* _Task brief_: What lines of the data include the string "total"? Copy them all.

[Data in this exercise Boundary: Start]

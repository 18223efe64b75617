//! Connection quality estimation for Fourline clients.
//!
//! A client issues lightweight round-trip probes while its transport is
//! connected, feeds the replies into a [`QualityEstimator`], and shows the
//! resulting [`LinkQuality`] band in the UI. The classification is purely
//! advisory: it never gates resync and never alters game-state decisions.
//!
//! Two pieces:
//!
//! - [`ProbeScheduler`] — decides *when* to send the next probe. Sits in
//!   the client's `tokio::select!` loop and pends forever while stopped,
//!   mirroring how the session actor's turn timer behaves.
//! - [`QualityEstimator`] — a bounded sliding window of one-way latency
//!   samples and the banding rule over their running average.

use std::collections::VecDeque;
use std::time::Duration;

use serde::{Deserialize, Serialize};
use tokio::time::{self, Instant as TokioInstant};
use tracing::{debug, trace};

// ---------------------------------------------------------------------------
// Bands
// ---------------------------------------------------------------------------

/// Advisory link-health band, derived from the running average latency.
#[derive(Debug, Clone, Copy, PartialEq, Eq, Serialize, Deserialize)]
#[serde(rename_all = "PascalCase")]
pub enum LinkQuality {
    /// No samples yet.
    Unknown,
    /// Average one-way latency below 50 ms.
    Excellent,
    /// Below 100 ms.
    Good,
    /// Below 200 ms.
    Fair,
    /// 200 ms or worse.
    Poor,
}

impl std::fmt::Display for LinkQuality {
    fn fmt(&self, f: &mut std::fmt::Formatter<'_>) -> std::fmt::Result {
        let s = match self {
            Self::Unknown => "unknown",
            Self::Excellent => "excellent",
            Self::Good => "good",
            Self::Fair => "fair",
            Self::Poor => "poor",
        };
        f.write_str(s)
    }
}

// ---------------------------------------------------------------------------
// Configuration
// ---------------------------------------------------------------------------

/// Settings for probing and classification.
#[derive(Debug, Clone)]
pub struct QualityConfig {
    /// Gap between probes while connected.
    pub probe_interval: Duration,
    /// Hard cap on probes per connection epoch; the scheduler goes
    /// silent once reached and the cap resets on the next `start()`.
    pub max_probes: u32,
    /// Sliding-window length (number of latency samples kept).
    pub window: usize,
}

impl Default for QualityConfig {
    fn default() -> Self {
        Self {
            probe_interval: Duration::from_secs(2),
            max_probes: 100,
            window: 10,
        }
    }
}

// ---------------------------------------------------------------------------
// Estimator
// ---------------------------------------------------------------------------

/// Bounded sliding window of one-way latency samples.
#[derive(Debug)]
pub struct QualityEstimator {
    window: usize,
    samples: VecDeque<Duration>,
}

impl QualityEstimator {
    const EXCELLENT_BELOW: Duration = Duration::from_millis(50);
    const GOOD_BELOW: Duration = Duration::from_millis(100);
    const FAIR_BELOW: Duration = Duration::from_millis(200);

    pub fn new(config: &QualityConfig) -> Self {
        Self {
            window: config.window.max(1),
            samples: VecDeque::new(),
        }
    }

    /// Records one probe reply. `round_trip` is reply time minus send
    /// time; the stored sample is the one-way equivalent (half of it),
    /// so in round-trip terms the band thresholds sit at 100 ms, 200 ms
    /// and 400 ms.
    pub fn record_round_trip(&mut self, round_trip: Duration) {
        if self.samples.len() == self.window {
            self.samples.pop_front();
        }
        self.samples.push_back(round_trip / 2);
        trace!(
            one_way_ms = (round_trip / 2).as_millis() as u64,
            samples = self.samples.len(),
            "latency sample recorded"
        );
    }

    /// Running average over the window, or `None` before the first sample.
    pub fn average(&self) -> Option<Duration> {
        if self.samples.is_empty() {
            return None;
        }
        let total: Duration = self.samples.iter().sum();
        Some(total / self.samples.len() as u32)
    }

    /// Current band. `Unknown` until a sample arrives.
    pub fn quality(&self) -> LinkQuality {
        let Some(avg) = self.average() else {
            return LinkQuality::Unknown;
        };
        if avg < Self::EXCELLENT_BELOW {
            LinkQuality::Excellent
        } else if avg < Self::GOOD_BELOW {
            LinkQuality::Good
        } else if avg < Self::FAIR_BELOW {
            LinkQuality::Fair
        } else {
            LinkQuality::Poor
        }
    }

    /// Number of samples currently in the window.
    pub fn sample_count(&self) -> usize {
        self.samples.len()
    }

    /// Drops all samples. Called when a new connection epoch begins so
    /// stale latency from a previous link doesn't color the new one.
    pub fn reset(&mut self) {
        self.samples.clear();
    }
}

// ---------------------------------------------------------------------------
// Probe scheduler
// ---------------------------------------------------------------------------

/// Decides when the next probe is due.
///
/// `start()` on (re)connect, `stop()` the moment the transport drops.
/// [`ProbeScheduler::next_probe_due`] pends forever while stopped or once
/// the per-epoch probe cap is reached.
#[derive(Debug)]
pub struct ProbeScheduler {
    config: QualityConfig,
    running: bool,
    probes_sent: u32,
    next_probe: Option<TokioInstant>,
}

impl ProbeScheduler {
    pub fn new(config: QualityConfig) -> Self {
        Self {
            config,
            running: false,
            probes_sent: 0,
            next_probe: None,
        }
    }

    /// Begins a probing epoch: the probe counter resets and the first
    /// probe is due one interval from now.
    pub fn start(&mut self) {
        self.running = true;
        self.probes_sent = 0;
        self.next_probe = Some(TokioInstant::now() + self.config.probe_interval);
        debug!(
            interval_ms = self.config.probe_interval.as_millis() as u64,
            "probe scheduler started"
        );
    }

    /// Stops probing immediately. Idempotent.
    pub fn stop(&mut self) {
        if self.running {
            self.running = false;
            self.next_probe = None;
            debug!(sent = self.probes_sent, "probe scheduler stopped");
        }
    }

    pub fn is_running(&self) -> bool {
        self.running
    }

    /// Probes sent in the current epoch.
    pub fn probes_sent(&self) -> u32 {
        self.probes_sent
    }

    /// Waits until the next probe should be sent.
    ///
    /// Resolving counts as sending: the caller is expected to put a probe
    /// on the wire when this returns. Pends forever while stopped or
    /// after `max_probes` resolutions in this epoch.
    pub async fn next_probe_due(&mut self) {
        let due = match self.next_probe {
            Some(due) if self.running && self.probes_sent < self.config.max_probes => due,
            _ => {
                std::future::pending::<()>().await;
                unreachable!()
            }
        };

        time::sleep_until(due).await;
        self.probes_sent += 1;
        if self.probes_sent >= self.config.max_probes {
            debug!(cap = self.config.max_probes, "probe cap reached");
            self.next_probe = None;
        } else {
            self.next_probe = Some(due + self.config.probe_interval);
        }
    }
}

[Data in this exercise Boundary: End]

* _Exercise response_:
        let total: Duration = self.samples.iter().sum();
        Some(total / self.samples.len() as u32)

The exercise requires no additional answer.